Below are records; copy every line in them that holds the word "what".

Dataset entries
————————

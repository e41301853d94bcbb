//! Operation counters, exposed to operators as a JSON snapshot using
//! fixed, hyphenated key names.
//!
//! Every field is an independent atomic with `Relaxed` ordering: these
//! are purely observational, never used to make a control decision, so
//! nothing here needs a stronger ordering or a lock.

use std::sync::atomic::{AtomicU32, AtomicU64, Ordering};

use serde::Serialize;

use crate::{obuf::OutputBuffer, queue::ContextQueue};

/// Running counters for one plugin instance.
#[derive(Default)]
pub struct Counters {
    pub bytes_read: AtomicU64,
    pub bytes_sent: AtomicU64,
    pub connection_closes: AtomicU32,
    pub connection_errors: AtomicU32,
    pub dplane_contexts: AtomicU64,
    pub buffer_full: AtomicU32,
    pub user_configures: AtomicU32,
    pub user_disables: AtomicU32,
}

/// A point-in-time copy of [`Counters`] plus the two buffer-derived
/// figures (`obuf_bytes`/`obuf_bytes_peak`, `ctxqueue_len`/`ctxqueue_len_peak`)
/// that live on [`OutputBuffer`] and [`ContextQueue`] themselves rather
/// than being independently tracked atomics here.
#[derive(Debug, Default, Clone, Serialize)]
pub struct CountersSnapshot {
    #[serde(rename = "bytes-read")]
    pub bytes_read: u64,
    #[serde(rename = "bytes-sent")]
    pub bytes_sent: u64,
    #[serde(rename = "obuf-bytes")]
    pub obuf_bytes: u32,
    #[serde(rename = "obuf-bytes-peak")]
    pub obuf_bytes_peak: u32,
    #[serde(rename = "connection-closes")]
    pub connection_closes: u32,
    #[serde(rename = "connection-errors")]
    pub connection_errors: u32,
    #[serde(rename = "data-plane-contexts")]
    pub data_plane_contexts: u64,
    #[serde(rename = "data-plane-contexts-queue")]
    pub data_plane_contexts_queue: u32,
    #[serde(rename = "data-plane-contexts-queue-peak")]
    pub data_plane_contexts_queue_peak: u32,
    #[serde(rename = "buffer-full-hits")]
    pub buffer_full_hits: u32,
    #[serde(rename = "user-configures")]
    pub user_configures: u32,
    #[serde(rename = "user-disables")]
    pub user_disables: u32,
}

impl Counters {
    pub fn new() -> Self {
        Counters::default()
    }

    /// Build a snapshot, folding in the live buffer/queue figures that
    /// aren't independently tracked atomics on `self`.
    pub fn snapshot(&self, queue: &ContextQueue, obuf: &OutputBuffer) -> CountersSnapshot {
        CountersSnapshot {
            bytes_read: self.bytes_read.load(Ordering::Relaxed),
            bytes_sent: self.bytes_sent.load(Ordering::Relaxed),
            obuf_bytes: obuf.bytes(),
            obuf_bytes_peak: obuf.peak(),
            connection_closes: self.connection_closes.load(Ordering::Relaxed),
            connection_errors: self.connection_errors.load(Ordering::Relaxed),
            data_plane_contexts: self.dplane_contexts.load(Ordering::Relaxed),
            data_plane_contexts_queue: queue.len(),
            data_plane_contexts_queue_peak: queue.peak(),
            buffer_full_hits: self.buffer_full.load(Ordering::Relaxed),
            user_configures: self.user_configures.load(Ordering::Relaxed),
            user_disables: self.user_disables.load(Ordering::Relaxed),
        }
    }

    /// Zero every atomic this struct owns directly. Buffer/queue byte
    /// and length figures are live state, not history, and are left
    /// untouched: a counters reset clears what has happened so far, not
    /// what is currently buffered.
    pub fn reset(&self) {
        self.bytes_read.store(0, Ordering::Relaxed);
        self.bytes_sent.store(0, Ordering::Relaxed);
        self.connection_closes.store(0, Ordering::Relaxed);
        self.connection_errors.store(0, Ordering::Relaxed);
        self.dplane_contexts.store(0, Ordering::Relaxed);
        self.buffer_full.store(0, Ordering::Relaxed);
        self.user_configures.store(0, Ordering::Relaxed);
        self.user_disables.store(0, Ordering::Relaxed);
    }
}

/// Render a snapshot as `key: value` lines, one per counter, for a human
/// CLI consumer (the JSON form uses [`CountersSnapshot`]'s `Serialize`
/// impl directly).
pub fn render_text(snap: &CountersSnapshot) -> String {
    let json = serde_json::to_value(snap).expect("CountersSnapshot always serializes");
    let mut lines = Vec::new();
    if let serde_json::Value::Object(map) = json {
        for (key, value) in map {
            lines.push(format!("{key}: {value}"));
        }
    }
    lines.join("\n")
}

#[cfg(test)]
mod test {
    use super::*;

    #[test]
    fn reset_zeroes_history_but_not_live_state() {
        let c = Counters::new();
        let q = ContextQueue::new();
        let obuf = OutputBuffer::new(64);
        c.dplane_contexts.fetch_add(5, Ordering::Relaxed);
        c.buffer_full.fetch_add(1, Ordering::Relaxed);
        c.reset();
        let snap = c.snapshot(&q, &obuf);
        assert_eq!(snap.data_plane_contexts, 0);
        assert_eq!(snap.buffer_full_hits, 0);
    }

    #[test]
    fn snapshot_serializes_with_hyphenated_keys() {
        let c = Counters::new();
        c.dplane_contexts.fetch_add(3, Ordering::Relaxed);
        let q = ContextQueue::new();
        let obuf = OutputBuffer::new(64);
        let json = serde_json::to_value(c.snapshot(&q, &obuf)).unwrap();
        assert_eq!(json["data-plane-contexts"], 3);
        assert!(json.get("bytes-sent").is_some());
        assert!(json.get("obuf-bytes-peak").is_some());
    }

    #[test]
    fn text_rendering_includes_every_key() {
        let c = Counters::new();
        let q = ContextQueue::new();
        let obuf = OutputBuffer::new(64);
        let text = render_text(&c.snapshot(&q, &obuf));
        assert!(text.contains("data-plane-contexts"));
        assert!(text.contains("user-disables"));
    }
}
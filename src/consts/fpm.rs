//! Constants for the 4-byte FPM frame header.

use std::net::{IpAddr, Ipv4Addr};

/// Only supported frame version.
pub const FPM_VERSION: u8 = 1;
/// Only supported frame message type: netlink payload.
pub const FPM_MSG_TYPE_NETLINK: u8 = 1;
/// Size of the frame header in bytes.
pub const FPM_HEADER_LEN: usize = 4;
/// Largest `length` field value (payload must fit behind a `u16`).
pub const FPM_MAX_FRAME_LEN: usize = u16::MAX as usize;

/// Default TCP port for the FPM peer.
pub const DEFAULT_FPM_PORT: u16 = 2620;

/// Default peer address: IPv4 loopback.
pub fn default_fpm_address() -> IpAddr {
    IpAddr::V4(Ipv4Addr::LOCALHOST)
}

/// Scratch-buffer size used when encoding a single netlink message,
/// mirrored from the C implementation's `NL_PKT_BUF_SIZE`.
pub const NL_PKT_BUF_SIZE: usize = 4096;

/// Capacity of the output buffer: `NL_PKT_BUF_SIZE * 128`.
pub const OUTPUT_BUFFER_CAPACITY: usize = NL_PKT_BUF_SIZE * 128;

/// Fixed reconnect backoff.
pub const RECONNECT_BACKOFF_SECS: u64 = 3;
/// Walker resume delay for the LSP and NHG phases.
pub const WALKER_RESUME_FAST_SECS: u64 = 0;
/// Walker resume delay for the RIB and RMAC phases.
pub const WALKER_RESUME_SLOW_SECS: u64 = 1;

————————

◆ Result ◆
    /// untouched: a counters reset clears what has happened so far, not
    /// what is currently buffered.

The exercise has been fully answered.